* Problem details
Take the line that contains "pub mod models;" as the first line and the last line of the records as the end. Please set down everything in that range exactly.

———

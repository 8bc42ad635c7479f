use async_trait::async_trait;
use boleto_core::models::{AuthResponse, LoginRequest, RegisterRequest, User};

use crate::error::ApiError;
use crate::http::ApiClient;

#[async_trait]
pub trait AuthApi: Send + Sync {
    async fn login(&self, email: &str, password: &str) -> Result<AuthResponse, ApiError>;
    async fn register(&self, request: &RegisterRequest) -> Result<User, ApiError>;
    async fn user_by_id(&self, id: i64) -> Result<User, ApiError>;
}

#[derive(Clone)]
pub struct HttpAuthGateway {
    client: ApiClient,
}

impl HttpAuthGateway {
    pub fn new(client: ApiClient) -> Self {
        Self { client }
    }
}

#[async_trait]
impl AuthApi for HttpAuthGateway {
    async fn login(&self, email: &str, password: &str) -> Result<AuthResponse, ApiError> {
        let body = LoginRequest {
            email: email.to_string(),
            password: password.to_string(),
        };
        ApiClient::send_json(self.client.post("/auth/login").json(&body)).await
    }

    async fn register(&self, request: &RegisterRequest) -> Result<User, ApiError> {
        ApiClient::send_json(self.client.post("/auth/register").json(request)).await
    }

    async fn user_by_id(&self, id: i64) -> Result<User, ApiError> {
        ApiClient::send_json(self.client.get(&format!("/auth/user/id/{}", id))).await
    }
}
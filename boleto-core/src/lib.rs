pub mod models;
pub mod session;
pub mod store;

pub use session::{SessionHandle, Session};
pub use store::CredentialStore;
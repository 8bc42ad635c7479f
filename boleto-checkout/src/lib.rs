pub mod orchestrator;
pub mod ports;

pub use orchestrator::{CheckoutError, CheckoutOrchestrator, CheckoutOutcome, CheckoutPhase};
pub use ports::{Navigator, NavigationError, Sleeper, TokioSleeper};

———

* Expected answer
pub mod models;
pub mod session;
pub mod store;

pub use session::{SessionHandle, Session};
pub use store::CredentialStore;
repository 8bc42ad635c7479f
filename boleto-checkout/src/lib.rs
pub mod orchestrator;
pub mod ports;

pub use orchestrator::{CheckoutError, CheckoutOrchestrator, CheckoutOutcome, CheckoutPhase};
pub use ports::{Navigator, NavigationError, Sleeper, TokioSleeper};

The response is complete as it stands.